Daily management of Office #38 has divided between Kim Tong Un (Kim To’ng-u’n) and Han Kwang Sang.  Previously director of Office #39 (also rumored to have been under a consolidation and migration process), Kim Tong Un was subjected to travel sanctions by the European Union in 2009 and replaced by Jon Il Chun (Cho’n Il-ch’un) in early 2010.  Kim was not dismissed from office, but transferred to Office #38.  In February 2010 Han Kwang Sang was appointed a deputy director of the Finance and Accounting Department, and appeared with Kim Jong Il on a tour of the renovated Hyangsan Hotel.  It is likely Han was brought in to manage the Kim Jong Un portfolio in Office #38 and supervise the transfer of companies under Office #38 to the DPRK Cabinet.  Based on recent DPRK state media activity, neither Kim Tong Un nor Han Kwang Sang, has been dismissed from office.  Migrating most of Office #38’s responsibilities to other party and government entities conforms to a general trend in the organizations of the core leadership.  Since 2009, elements of Office #39, Office #35 (intelligence briefs) and KJI’s Personal Secretariat have been folded into the DPRK Government, the National Defense Commission [NDC] and the Guard Command during the transition from KJI to KJU.
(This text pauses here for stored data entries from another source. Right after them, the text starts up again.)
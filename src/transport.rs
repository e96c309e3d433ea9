//! Pluggable HTTP transports.
//!
//! The client builds plain [http::Request] values and hands them to a
//! [Transport]. Two implementations are provided: [ReqwestTransport], the
//! default, and [UreqTransport], which drives a blocking ureq agent from the
//! tokio blocking pool.

use std::{future::Future, time};

/// The error type returned by transports.
pub type TransportError = Box<dyn std::error::Error + Send + Sync>;

/// Sends HTTP requests and collects the full response.
///
/// Implementations must not treat error statuses as failures; classification
/// happens in the client.
pub trait Transport: Send + Sync {
    /// Send the request and return the response with its complete body.
    fn send(
        &self,
        req: http::Request<Vec<u8>>,
    ) -> impl Future<Output = Result<http::Response<Vec<u8>>, TransportError>> + Send;
}

/// A transport backed by a [reqwest::Client].
#[derive(Debug, Clone, Default)]
pub struct ReqwestTransport {
    client: reqwest::Client,
}

impl ReqwestTransport {
    /// Wrap an existing reqwest client, e.g. one with custom timeouts.
    pub fn new(client: reqwest::Client) -> Self {
        Self { client }
    }
}

impl Transport for ReqwestTransport {
    async fn send(
        &self,
        req: http::Request<Vec<u8>>,
    ) -> Result<http::Response<Vec<u8>>, TransportError> {
        let req: reqwest::Request = req.try_into()?;
        let resp = self.client.execute(req).await?;

        let mut builder = http::Response::builder()
            .status(resp.status())
            .version(resp.version());
        if let Some(headers) = builder.headers_mut() {
            *headers = resp.headers().clone();
        }

        let body = resp.bytes().await?;
        Ok(builder.body(body.to_vec())?)
    }
}

/// A transport backed by a blocking [ureq::Agent].
#[derive(Debug, Clone)]
pub struct UreqTransport {
    agent: ureq::Agent,
}

impl UreqTransport {
    /// Create an agent with the given global timeout (or none).
    pub fn new(timeout: Option<time::Duration>) -> Self {
        // Allows error responses to be classified by the client.
        let cfg = ureq::config::Config::builder()
            .http_status_as_error(false)
            .timeout_global(timeout)
            .build();

        Self {
            agent: ureq::Agent::new_with_config(cfg),
        }
    }
}

impl Default for UreqTransport {
    fn default() -> Self {
        Self::new(None)
    }
}

impl Transport for UreqTransport {
    async fn send(
        &self,
        req: http::Request<Vec<u8>>,
    ) -> Result<http::Response<Vec<u8>>, TransportError> {
        let agent = self.agent.clone();
        tokio::task::spawn_blocking(move || -> Result<_, TransportError> {
            let mut resp = agent.run(req)?;
            let body = resp.body_mut().read_to_vec()?;
            let (parts, _) = resp.into_parts();
            Ok(http::Response::from_parts(parts, body))
        })
        .await?
    }
}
The DPRK has recently started to heavily promote tourism in the country to China and the number of western tourists visiting the DPRK is as high as it has ever been.  Considering that a lot of businesses managed by Office #38 were part of the hospitality and restaurant sector in the DPRK, migrating control and management from Office #38 to the DPRK Cabinet mitigates the sanctimonious contention that traveling to the country “props up the regime.” It is likely these management changes were one factor in the closure of the Pyongyang Restaurant in Amsterdam in September.  It is also possible that these recent changes were one reason** Kim Kyong Hui (who owns several restaurants in and out of the country) did not appear in DPRK state media for a month.

**And also shopping for baby clothes.